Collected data
= Beginning of Section =
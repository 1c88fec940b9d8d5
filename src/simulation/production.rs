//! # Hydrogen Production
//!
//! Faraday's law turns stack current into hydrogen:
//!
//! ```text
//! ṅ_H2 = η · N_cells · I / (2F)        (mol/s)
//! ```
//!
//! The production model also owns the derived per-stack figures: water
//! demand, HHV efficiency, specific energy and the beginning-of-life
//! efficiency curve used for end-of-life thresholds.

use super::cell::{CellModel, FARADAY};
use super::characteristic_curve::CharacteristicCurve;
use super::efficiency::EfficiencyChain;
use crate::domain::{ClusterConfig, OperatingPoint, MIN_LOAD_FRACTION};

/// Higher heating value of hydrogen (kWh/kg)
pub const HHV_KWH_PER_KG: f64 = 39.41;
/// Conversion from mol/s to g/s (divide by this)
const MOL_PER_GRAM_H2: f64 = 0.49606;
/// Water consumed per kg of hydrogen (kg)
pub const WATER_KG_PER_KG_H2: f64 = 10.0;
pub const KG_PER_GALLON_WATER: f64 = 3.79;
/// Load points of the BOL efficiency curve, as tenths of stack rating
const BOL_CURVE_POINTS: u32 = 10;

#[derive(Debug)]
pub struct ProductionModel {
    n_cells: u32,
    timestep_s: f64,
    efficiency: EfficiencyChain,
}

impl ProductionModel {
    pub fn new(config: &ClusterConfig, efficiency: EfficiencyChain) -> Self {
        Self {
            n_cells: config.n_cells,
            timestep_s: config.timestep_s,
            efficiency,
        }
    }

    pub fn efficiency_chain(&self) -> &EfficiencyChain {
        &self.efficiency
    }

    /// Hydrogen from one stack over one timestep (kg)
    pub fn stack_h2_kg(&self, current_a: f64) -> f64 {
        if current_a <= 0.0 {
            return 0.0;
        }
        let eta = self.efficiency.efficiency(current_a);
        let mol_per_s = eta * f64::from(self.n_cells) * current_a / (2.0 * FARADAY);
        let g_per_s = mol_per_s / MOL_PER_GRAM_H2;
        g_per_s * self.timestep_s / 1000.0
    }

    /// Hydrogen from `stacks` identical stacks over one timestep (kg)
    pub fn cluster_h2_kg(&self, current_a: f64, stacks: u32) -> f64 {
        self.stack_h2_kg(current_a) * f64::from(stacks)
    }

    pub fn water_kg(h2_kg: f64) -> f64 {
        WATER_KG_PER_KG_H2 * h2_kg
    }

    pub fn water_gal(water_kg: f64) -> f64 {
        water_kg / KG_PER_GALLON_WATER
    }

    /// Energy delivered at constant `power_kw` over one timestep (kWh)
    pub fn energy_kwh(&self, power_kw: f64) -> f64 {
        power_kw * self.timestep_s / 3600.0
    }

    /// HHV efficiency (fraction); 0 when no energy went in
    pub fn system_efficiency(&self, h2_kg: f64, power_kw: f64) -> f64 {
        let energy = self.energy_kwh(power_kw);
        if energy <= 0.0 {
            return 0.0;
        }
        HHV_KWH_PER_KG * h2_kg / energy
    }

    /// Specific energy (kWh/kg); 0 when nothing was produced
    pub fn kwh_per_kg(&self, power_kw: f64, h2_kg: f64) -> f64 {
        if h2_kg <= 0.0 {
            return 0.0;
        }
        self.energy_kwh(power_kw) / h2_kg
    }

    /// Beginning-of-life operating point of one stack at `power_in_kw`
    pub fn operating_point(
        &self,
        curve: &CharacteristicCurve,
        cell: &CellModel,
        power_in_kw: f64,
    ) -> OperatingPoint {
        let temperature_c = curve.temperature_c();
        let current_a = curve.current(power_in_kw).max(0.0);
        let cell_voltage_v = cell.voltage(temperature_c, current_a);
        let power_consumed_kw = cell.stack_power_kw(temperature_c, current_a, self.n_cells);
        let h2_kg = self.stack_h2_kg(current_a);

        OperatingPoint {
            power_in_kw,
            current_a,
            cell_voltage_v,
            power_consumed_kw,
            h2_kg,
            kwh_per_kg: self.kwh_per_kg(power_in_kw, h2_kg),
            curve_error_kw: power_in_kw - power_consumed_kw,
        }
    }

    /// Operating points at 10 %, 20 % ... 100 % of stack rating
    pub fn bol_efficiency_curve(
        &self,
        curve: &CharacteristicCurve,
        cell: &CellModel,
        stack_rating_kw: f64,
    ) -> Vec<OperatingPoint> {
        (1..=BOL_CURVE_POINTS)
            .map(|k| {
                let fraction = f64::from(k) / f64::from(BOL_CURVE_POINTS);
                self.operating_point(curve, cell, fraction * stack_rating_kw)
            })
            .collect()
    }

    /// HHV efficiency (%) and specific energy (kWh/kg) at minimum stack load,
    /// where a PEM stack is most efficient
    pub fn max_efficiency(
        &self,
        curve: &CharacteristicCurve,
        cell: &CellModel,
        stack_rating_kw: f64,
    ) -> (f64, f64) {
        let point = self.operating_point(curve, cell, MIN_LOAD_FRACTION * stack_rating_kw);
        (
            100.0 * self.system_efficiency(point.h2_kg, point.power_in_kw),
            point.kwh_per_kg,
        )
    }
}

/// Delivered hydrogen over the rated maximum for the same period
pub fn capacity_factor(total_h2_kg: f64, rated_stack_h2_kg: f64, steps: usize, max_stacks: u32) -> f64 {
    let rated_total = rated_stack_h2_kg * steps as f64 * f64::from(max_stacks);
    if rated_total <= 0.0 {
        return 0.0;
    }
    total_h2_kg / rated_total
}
= End of Section =
= Beginning of Section =
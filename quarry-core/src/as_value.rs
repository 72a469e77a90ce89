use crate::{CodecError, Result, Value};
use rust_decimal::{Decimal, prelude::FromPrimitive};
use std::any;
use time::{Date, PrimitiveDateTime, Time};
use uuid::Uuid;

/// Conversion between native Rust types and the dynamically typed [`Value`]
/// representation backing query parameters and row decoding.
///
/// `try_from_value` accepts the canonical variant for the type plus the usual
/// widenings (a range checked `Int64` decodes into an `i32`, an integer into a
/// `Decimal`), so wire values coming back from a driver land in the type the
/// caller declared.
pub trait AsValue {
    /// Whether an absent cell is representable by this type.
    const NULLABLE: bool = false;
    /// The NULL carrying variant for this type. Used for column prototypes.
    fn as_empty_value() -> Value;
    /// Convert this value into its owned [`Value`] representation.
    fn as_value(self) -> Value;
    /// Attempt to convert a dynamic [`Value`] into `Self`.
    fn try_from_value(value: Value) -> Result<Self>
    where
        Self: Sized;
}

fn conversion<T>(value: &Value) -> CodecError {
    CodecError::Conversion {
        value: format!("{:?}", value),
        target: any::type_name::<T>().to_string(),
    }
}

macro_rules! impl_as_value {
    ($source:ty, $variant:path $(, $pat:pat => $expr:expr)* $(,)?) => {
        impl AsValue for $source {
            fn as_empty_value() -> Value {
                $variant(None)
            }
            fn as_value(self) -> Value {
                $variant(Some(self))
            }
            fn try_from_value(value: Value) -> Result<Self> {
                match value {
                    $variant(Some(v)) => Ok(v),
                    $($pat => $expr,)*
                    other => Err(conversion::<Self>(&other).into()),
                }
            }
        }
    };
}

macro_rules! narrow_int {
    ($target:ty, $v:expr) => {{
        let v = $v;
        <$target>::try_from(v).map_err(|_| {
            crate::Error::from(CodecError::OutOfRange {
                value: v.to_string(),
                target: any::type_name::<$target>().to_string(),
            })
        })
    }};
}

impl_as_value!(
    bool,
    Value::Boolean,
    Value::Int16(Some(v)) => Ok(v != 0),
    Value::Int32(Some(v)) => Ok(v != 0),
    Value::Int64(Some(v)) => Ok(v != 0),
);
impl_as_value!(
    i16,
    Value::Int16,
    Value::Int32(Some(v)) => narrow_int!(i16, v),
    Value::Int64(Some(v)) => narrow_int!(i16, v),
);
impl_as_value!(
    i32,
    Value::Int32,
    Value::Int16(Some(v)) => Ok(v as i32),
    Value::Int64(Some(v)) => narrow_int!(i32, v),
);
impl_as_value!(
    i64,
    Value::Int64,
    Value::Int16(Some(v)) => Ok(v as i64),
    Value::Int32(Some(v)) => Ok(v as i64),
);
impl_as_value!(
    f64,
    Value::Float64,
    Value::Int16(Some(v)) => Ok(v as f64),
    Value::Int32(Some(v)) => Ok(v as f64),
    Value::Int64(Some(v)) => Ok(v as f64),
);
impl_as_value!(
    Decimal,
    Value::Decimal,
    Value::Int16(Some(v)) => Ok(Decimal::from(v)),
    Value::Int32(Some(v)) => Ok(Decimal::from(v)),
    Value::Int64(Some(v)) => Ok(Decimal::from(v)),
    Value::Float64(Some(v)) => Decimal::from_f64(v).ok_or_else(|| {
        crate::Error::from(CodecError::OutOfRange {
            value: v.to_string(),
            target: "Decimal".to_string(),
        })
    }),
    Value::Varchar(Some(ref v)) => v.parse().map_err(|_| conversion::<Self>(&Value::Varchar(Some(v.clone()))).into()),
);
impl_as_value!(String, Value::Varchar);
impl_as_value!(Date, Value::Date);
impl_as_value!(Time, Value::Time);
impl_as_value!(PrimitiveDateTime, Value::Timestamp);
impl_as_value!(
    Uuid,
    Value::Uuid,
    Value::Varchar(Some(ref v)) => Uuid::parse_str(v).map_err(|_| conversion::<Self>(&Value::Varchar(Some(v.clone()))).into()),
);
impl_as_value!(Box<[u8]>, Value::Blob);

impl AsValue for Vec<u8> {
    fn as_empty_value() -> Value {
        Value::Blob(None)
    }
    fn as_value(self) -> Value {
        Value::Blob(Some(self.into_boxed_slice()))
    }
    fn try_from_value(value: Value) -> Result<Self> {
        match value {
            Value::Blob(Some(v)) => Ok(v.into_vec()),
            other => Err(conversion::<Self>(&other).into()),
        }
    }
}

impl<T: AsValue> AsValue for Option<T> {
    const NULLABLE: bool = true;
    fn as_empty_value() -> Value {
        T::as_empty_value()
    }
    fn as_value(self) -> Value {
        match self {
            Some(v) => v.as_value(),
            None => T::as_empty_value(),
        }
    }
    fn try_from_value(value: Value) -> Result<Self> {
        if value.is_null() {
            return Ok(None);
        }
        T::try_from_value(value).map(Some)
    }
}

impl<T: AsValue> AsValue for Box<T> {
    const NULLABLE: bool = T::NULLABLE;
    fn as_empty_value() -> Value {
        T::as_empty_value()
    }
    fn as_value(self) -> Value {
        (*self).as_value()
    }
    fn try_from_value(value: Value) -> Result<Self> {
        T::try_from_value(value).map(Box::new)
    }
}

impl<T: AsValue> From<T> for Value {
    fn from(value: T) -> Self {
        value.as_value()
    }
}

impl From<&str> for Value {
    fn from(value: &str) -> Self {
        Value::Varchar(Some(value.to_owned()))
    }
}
= End of Section =
_What you are asked to do_
Your answer should be the exact lines above from the one with "repository 1c88fec940b9d8d5" through the one with "pub const KG_PER_GALLON_WATER: f64 = 3.79;", both included, and nothing besides.

_Written answer_
repository 1c88fec940b9d8d5
filename src/simulation/production.rs
//! # Hydrogen Production
//!
//! Faraday's law turns stack current into hydrogen:
//!
//! ```text
//! ṅ_H2 = η · N_cells · I / (2F)        (mol/s)
//! ```
//!
//! The production model also owns the derived per-stack figures: water
//! demand, HHV efficiency, specific energy and the beginning-of-life
//! efficiency curve used for end-of-life thresholds.

use super::cell::{CellModel, FARADAY};
use super::characteristic_curve::CharacteristicCurve;
use super::efficiency::EfficiencyChain;
use crate::domain::{ClusterConfig, OperatingPoint, MIN_LOAD_FRACTION};

/// Higher heating value of hydrogen (kWh/kg)
pub const HHV_KWH_PER_KG: f64 = 39.41;
/// Conversion from mol/s to g/s (divide by this)
const MOL_PER_GRAM_H2: f64 = 0.49606;
/// Water consumed per kg of hydrogen (kg)
pub const WATER_KG_PER_KG_H2: f64 = 10.0;
pub const KG_PER_GALLON_WATER: f64 = 3.79;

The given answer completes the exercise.